In this study, to evaluate the long-term behavior characteristics and the loss of prestress force, the long-term measurement of the tensile anchors in the actual construction was performed and the results were analyzed comparing with the existing estimation. As the reinforcement member used for the purpose of slope stability or uplift-resisting of the permanent structure, etc, the permanent anchor should maintain the functions during the performance period of the structure differently from the temporary anchor. However, as the time passes by, since the relaxation and the creep of the anchor occur constantly, the management for the loss of tensile force is essential to perform the functions stably. So far, the loss of the tensile force has been estimated according to the reduction of the prestress using elasticity theory and using the relaxation value according to the type of tension member and the test using the long-term measurement is limited.

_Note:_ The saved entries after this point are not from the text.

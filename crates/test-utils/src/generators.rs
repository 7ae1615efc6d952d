//! Synthetic raster generators.
//!
//! Images are small, deterministic and encoded in memory so tests never
//! depend on files outside the repository.

use bytes::Bytes;
use image::{DynamicImage, ImageOutputFormat, Rgb, RgbImage, Rgba, RgbaImage};
use route_common::{Corners, GeoReferencedRaster};
use std::io::Cursor;

fn encode(img: &DynamicImage, format: ImageOutputFormat) -> Vec<u8> {
    let mut buf = Vec::new();
    img.write_to(&mut Cursor::new(&mut buf), format)
        .expect("in-memory image encoding");
    buf
}

/// Opaque single-color PNG.
pub fn solid_png(width: u32, height: u32, color: [u8; 3]) -> Vec<u8> {
    let img = RgbImage::from_pixel(width, height, Rgb(color));
    encode(&DynamicImage::ImageRgb8(img), ImageOutputFormat::Png)
}

/// RGBA PNG with alternating opaque and fully transparent squares.
pub fn checkered_rgba_png(width: u32, height: u32, cell: u32) -> Vec<u8> {
    let cell = cell.max(1);
    let img = RgbaImage::from_fn(width, height, |x, y| {
        if (x / cell + y / cell) % 2 == 0 {
            Rgba([20, 90, 200, 255])
        } else {
            Rgba([0, 0, 0, 0])
        }
    });
    encode(&DynamicImage::ImageRgba8(img), ImageOutputFormat::Png)
}

/// JPEG with a horizontal and vertical color gradient.
pub fn gradient_jpeg(width: u32, height: u32) -> Vec<u8> {
    let img = RgbImage::from_fn(width, height, |x, y| {
        let r = (x * 255 / width.max(1)) as u8;
        let g = (y * 255 / height.max(1)) as u8;
        Rgb([r, g, 128])
    });
    encode(&DynamicImage::ImageRgb8(img), ImageOutputFormat::Jpeg(90))
}

/// A georeferenced raster with a gradient JPEG of the given size.
pub fn sample_raster(id: &str, width: u32, height: u32, corners: Corners) -> GeoReferencedRaster {
    GeoReferencedRaster {
        id: id.to_string(),
        mime_type: "image/jpeg".to_string(),
        data: Bytes::from(gradient_jpeg(width, height)),
        width,
        height,
        corners,
    }
}

#[cfg(test)]
mod tests {
    use super::*;

    #[test]
    fn test_solid_png_decodes() {
        let img = image::load_from_memory(&solid_png(8, 4, [1, 2, 3])).unwrap();
        assert_eq!((img.width(), img.height()), (8, 4));
        assert_eq!(img.to_rgb8().get_pixel(7, 3), &Rgb([1, 2, 3]));
    }

    #[test]
    fn test_checkered_has_alpha() {
        let img = image::load_from_memory(&checkered_rgba_png(16, 16, 4)).unwrap();
        assert!(img.color().has_alpha());
        assert_eq!(img.to_rgba8().get_pixel(4, 0)[3], 0);
        assert_eq!(img.to_rgba8().get_pixel(0, 0)[3], 255);
    }

    #[test]
    fn test_sample_raster_dimensions() {
        let raster = sample_raster("m1", 600, 520, crate::fixtures::corners::square());
        let img = image::load_from_memory(&raster.data).unwrap();
        assert_eq!((img.width(), img.height()), (600, 520));
    }
}
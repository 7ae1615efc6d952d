//! Render-and-cache pipeline for route maps.
//!
//! [`MapService`] answers "variant V of route R" from the variant cache, or
//! renders, stores, caches and flags it on a miss. Batch jobs (warm-up,
//! metric refresh) are methods on the same service.

pub mod jobs;
pub mod manifest;
pub mod service;
pub mod source;
pub mod stats;

pub use jobs::{MetricsOutcome, WarmReport, WarmTarget, WARM_VARIANTS};
pub use manifest::{RasterEntry, RouteEntry, RouteManifest};
pub use service::{ClearMode, ClearReport, MapService};
pub use source::{MemoryRouteSource, RasterRecord, RouteRecord, RouteSource};
pub use stats::{PipelineStats, StatsSnapshot};
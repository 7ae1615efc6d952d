//! Tests running SubprocessRenderer against small shell scripts.

#![cfg(unix)]

use bytes::Bytes;
use renderer::{MapRenderer, RenderRequest, RendererConfig, SubprocessRenderer};
use route_common::{Corners, RenderVariant, RouteError, Track, TrackPoint};
use std::collections::HashMap;
use std::path::Path;

fn request(variant: RenderVariant) -> RenderRequest {
    RenderRequest {
        raster: Bytes::from_static(b"\xff\xd8raster"),
        track: Track::from_points(vec![
            TrackPoint::new(Some(0.0), 60.5, 22.1),
            TrackPoint::new(Some(10.0), 60.6, 22.2),
        ])
        .unwrap(),
        corners: Corners::parse("60.519,22.078,60.518,22.115,60.491,22.112,60.492,22.073")
            .unwrap(),
        variant,
        timezone: "Europe/Helsinki".to_string(),
    }
}

fn renderer_for(dir: &Path, body: &str, timeout_secs: u64) -> SubprocessRenderer {
    let script = dir.join("render.sh");
    std::fs::write(&script, format!("#!/bin/sh\n{}\n", body)).unwrap();

    SubprocessRenderer::new(RendererConfig {
        program: "sh".to_string(),
        script: Some(script),
        timeout_secs,
        env: HashMap::new(),
    })
    .with_scratch_dir(dir)
}

#[tokio::test]
async fn test_renders_with_expected_arguments() {
    let dir = tempfile::tempdir().unwrap();
    let renderer = renderer_for(
        dir.path(),
        r#"[ -s "$1" ] || exit 5
grep -q latlon "$2" || exit 6
case "$3" in *top_left*) ;; *) exit 7 ;; esac
[ "$4" = "hr" ] || exit 3
[ "$5" = "Europe/Helsinki" ] || exit 4
echo "data:image/jpeg;base64,/9j/4A==""#,
        10,
    );

    let bytes = renderer
        .render(&request(RenderVariant::HeaderAndRoute))
        .await
        .unwrap();
    assert_eq!(&bytes[..], &[0xFF, 0xD8, 0xFF, 0xE0]);
}

#[tokio::test]
async fn test_blank_variant_passes_empty_flag() {
    let dir = tempfile::tempdir().unwrap();
    let renderer = renderer_for(
        dir.path(),
        r#"[ -z "$4" ] || exit 3
echo "data:image/jpeg;base64,/9j/4A==""#,
        10,
    );

    assert!(renderer.render(&request(RenderVariant::Blank)).await.is_ok());
}

#[tokio::test]
async fn test_non_zero_exit_is_render_failure() {
    let dir = tempfile::tempdir().unwrap();
    let renderer = renderer_for(dir.path(), "echo boom >&2\nexit 2", 10);

    let err = renderer
        .render(&request(RenderVariant::Route))
        .await
        .unwrap_err();
    match err {
        RouteError::RenderFailure(msg) => assert!(msg.contains("boom"), "{}", msg),
        other => panic!("unexpected error: {:?}", other),
    }
}

#[tokio::test]
async fn test_garbage_output_is_render_failure() {
    let dir = tempfile::tempdir().unwrap();
    let renderer = renderer_for(dir.path(), "echo 'TypeError: undefined'", 10);

    let err = renderer
        .render(&request(RenderVariant::Route))
        .await
        .unwrap_err();
    assert!(matches!(err, RouteError::RenderFailure(_)));
    assert!(err.is_retryable());
}

#[tokio::test]
async fn test_slow_renderer_times_out() {
    let dir = tempfile::tempdir().unwrap();
    let renderer = renderer_for(dir.path(), "sleep 30", 1);

    let err = renderer
        .render(&request(RenderVariant::Route))
        .await
        .unwrap_err();
    assert!(matches!(err, RouteError::RenderTimeout(_)));
}

#[tokio::test]
async fn test_missing_program_is_render_failure() {
    let renderer = SubprocessRenderer::new(RendererConfig {
        program: "/nonexistent/renderer".to_string(),
        script: None,
        timeout_secs: 5,
        env: HashMap::new(),
    });

    let err = renderer
        .render(&request(RenderVariant::Route))
        .await
        .unwrap_err();
    assert!(matches!(err, RouteError::RenderFailure(_)));
}

#[tokio::test]
async fn test_temp_inputs_are_removed() {
    let dir = tempfile::tempdir().unwrap();
    let renderer = renderer_for(dir.path(), r#"echo "data:image/jpeg;base64,/9j/4A==""#, 10);
    renderer.render(&request(RenderVariant::Route)).await.unwrap();

    let leftovers: Vec<_> = std::fs::read_dir(dir.path())
        .unwrap()
        .filter_map(|e| e.ok())
        .filter(|e| e.file_name() != "render.sh")
        .collect();
    assert!(leftovers.is_empty());
}
//! Route and raster records the pipeline reads from.
//!
//! The pipeline never owns routes: an application database (or a manifest
//! file for batch jobs) sits behind [`RouteSource`].

use async_trait::async_trait;
use bytes::Bytes;
use chrono::{DateTime, Utc};
use std::collections::HashMap;
use tokio::sync::RwLock;

use route_common::{
    Corners, DerivedRouteMetrics, GeoReferencedRaster, RouteError, RouteResult, Track,
    DEFAULT_TIMEZONE,
};

/// Raster metadata without pixel data.
#[derive(Debug, Clone, PartialEq)]
pub struct RasterRecord {
    pub id: String,
    pub mime_type: String,
    pub width: u32,
    pub height: u32,
    pub corners: Corners,
    /// See [`GeoReferencedRaster::content_hash`]
    pub content_hash: String,
}

impl From<&GeoReferencedRaster> for RasterRecord {
    fn from(raster: &GeoReferencedRaster) -> Self {
        Self {
            id: raster.id.clone(),
            mime_type: raster.mime_type.clone(),
            width: raster.width,
            height: raster.height,
            corners: raster.corners,
            content_hash: raster.content_hash(),
        }
    }
}

/// A route with its track and the raster it is drawn on.
#[derive(Debug, Clone, PartialEq)]
pub struct RouteRecord {
    pub id: String,
    pub raster: Option<RasterRecord>,
    pub track: Track,
    /// Timezone last derived for the route
    pub timezone: String,
    /// Start time last derived for the route
    pub start_time: Option<DateTime<Utc>>,
}

#[async_trait]
pub trait RouteSource: Send + Sync {
    /// Fails with [`RouteError::NotFound`] for unknown routes.
    async fn route(&self, route_id: &str) -> RouteResult<RouteRecord>;

    async fn raster(&self, raster_id: &str) -> RouteResult<RasterRecord>;

    /// Encoded raster bytes, loaded only when a render needs them.
    async fn raster_data(&self, raster_id: &str) -> RouteResult<Bytes>;

    async fn route_ids(&self) -> RouteResult<Vec<String>>;

    /// Persist derived metrics; the timezone and start time feed later renders.
    async fn save_metrics(&self, route_id: &str, metrics: &DerivedRouteMetrics) -> RouteResult<()>;

    /// Replace a route's track. Stored metrics for the route are dropped.
    async fn update_track(&self, route_id: &str, track: Track) -> RouteResult<()>;

    /// Insert or replace a raster.
    async fn update_raster(&self, raster: GeoReferencedRaster) -> RouteResult<()>;
}

#[derive(Debug, Clone)]
struct StoredRoute {
    raster_id: Option<String>,
    track: Track,
    timezone: String,
    start_time: Option<DateTime<Utc>>,
    metrics: Option<DerivedRouteMetrics>,
}

/// Route source held entirely in memory.
#[derive(Default)]
pub struct MemoryRouteSource {
    rasters: RwLock<HashMap<String, (RasterRecord, Bytes)>>,
    routes: RwLock<HashMap<String, StoredRoute>>,
}

impl MemoryRouteSource {
    pub fn new() -> Self {
        Self::default()
    }

    pub async fn insert_raster(&self, raster: GeoReferencedRaster) {
        let record = RasterRecord::from(&raster);
        self.rasters
            .write()
            .await
            .insert(raster.id.clone(), (record, raster.data));
    }

    /// Add a route. A referenced raster must already be present.
    pub async fn insert_route(
        &self,
        route_id: &str,
        raster_id: Option<&str>,
        track: Track,
        timezone: Option<&str>,
    ) -> RouteResult<()> {
        if let Some(raster_id) = raster_id {
            if !self.rasters.read().await.contains_key(raster_id) {
                return Err(RouteError::NotFound(format!("raster {}", raster_id)));
            }
        }

        self.routes.write().await.insert(
            route_id.to_string(),
            StoredRoute {
                raster_id: raster_id.map(str::to_string),
                track,
                timezone: timezone.unwrap_or(DEFAULT_TIMEZONE).to_string(),
                start_time: None,
                metrics: None,
            },
        );
        Ok(())
    }

    /// Metrics saved for a route, if any.
    pub async fn metrics(&self, route_id: &str) -> Option<DerivedRouteMetrics> {
        self.routes
            .read()
            .await
            .get(route_id)
            .and_then(|r| r.metrics.clone())
    }
}

#[async_trait]
impl RouteSource for MemoryRouteSource {
    async fn route(&self, route_id: &str) -> RouteResult<RouteRecord> {
        let stored = self
            .routes
            .read()
            .await
            .get(route_id)
            .cloned()
            .ok_or_else(|| RouteError::NotFound(format!("route {}", route_id)))?;

        let raster = match &stored.raster_id {
            Some(raster_id) => Some(self.raster(raster_id).await?),
            None => None,
        };

        Ok(RouteRecord {
            id: route_id.to_string(),
            raster,
            track: stored.track,
            timezone: stored.timezone,
            start_time: stored.start_time,
        })
    }

    async fn raster(&self, raster_id: &str) -> RouteResult<RasterRecord> {
        self.rasters
            .read()
            .await
            .get(raster_id)
            .map(|(record, _)| record.clone())
            .ok_or_else(|| RouteError::NotFound(format!("raster {}", raster_id)))
    }

    async fn raster_data(&self, raster_id: &str) -> RouteResult<Bytes> {
        self.rasters
            .read()
            .await
            .get(raster_id)
            .map(|(_, data)| data.clone())
            .ok_or_else(|| RouteError::NotFound(format!("raster {}", raster_id)))
    }

    async fn route_ids(&self) -> RouteResult<Vec<String>> {
        let mut ids: Vec<String> = self.routes.read().await.keys().cloned().collect();
        ids.sort();
        Ok(ids)
    }

    async fn save_metrics(&self, route_id: &str, metrics: &DerivedRouteMetrics) -> RouteResult<()> {
        let mut routes = self.routes.write().await;
        let stored = routes
            .get_mut(route_id)
            .ok_or_else(|| RouteError::NotFound(format!("route {}", route_id)))?;

        stored.timezone = metrics.timezone.clone();
        stored.start_time = Some(metrics.start_time);
        stored.metrics = Some(metrics.clone());
        Ok(())
    }

    async fn update_track(&self, route_id: &str, track: Track) -> RouteResult<()> {
        let mut routes = self.routes.write().await;
        let stored = routes
            .get_mut(route_id)
            .ok_or_else(|| RouteError::NotFound(format!("route {}", route_id)))?;

        stored.track = track;
        stored.metrics = None;
        Ok(())
    }

    async fn update_raster(&self, raster: GeoReferencedRaster) -> RouteResult<()> {
        self.insert_raster(raster).await;
        Ok(())
    }
}

#[cfg(test)]
mod tests {
    use super::*;
    use route_common::{LatLon, TrackPoint};

    fn track() -> Track {
        Track::from_points(vec![TrackPoint::new(Some(0.0), 1.0, 2.0)]).unwrap()
    }

    fn raster(id: &str) -> GeoReferencedRaster {
        GeoReferencedRaster {
            id: id.to_string(),
            mime_type: "image/jpeg".to_string(),
            data: Bytes::from_static(b"jpeg"),
            width: 600,
            height: 600,
            corners: Corners::parse("1,1,1,3,3,3,3,1").unwrap(),
        }
    }

    #[tokio::test]
    async fn test_route_joins_raster() {
        let source = MemoryRouteSource::new();
        source.insert_raster(raster("m1")).await;
        source
            .insert_route("r1", Some("m1"), track(), None)
            .await
            .unwrap();

        let record = source.route("r1").await.unwrap();
        assert_eq!(record.timezone, "UTC");
        let raster = record.raster.unwrap();
        assert_eq!(raster.id, "m1");
        assert_eq!(raster.content_hash.len(), 64);
        assert_eq!(source.raster_data("m1").await.unwrap(), Bytes::from_static(b"jpeg"));
    }

    #[tokio::test]
    async fn test_unknown_ids_are_not_found() {
        let source = MemoryRouteSource::new();
        assert!(matches!(source.route("x").await, Err(RouteError::NotFound(_))));
        assert!(matches!(source.raster("x").await, Err(RouteError::NotFound(_))));
        assert!(source
            .insert_route("r1", Some("missing"), track(), None)
            .await
            .is_err());
    }

    #[tokio::test]
    async fn test_track_update_drops_metrics() {
        let source = MemoryRouteSource::new();
        source.insert_route("r1", None, track(), None).await.unwrap();

        let metrics = DerivedRouteMetrics {
            start_time: Utc::now(),
            duration_seconds: None,
            distance_meters: 0.0,
            timezone: "Europe/Helsinki".to_string(),
            country_code: Some("FI".to_string()),
            center: LatLon::new(1.0, 2.0),
        };
        source.save_metrics("r1", &metrics).await.unwrap();
        assert_eq!(source.route("r1").await.unwrap().timezone, "Europe/Helsinki");
        assert!(source.metrics("r1").await.is_some());

        source.update_track("r1", track()).await.unwrap();
        assert!(source.metrics("r1").await.is_none());
    }
}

Therefore, in this study, the site condition and the ground were investigated for the tensile anchor in the actual construction and the long-term measurement results more than 500 days was analyzed by installing the loadcell, inclinometer and the groundwater level gauge. In addition, the long-term behavior characteristics were evaluated by comparing the disposition of the measured earth retaining wall and the tension force loss of the anchor with the existing interpretation results. In the evaluation results, the most of the tension force loss occurs within 90 days and the loss was measured less than the estimated values.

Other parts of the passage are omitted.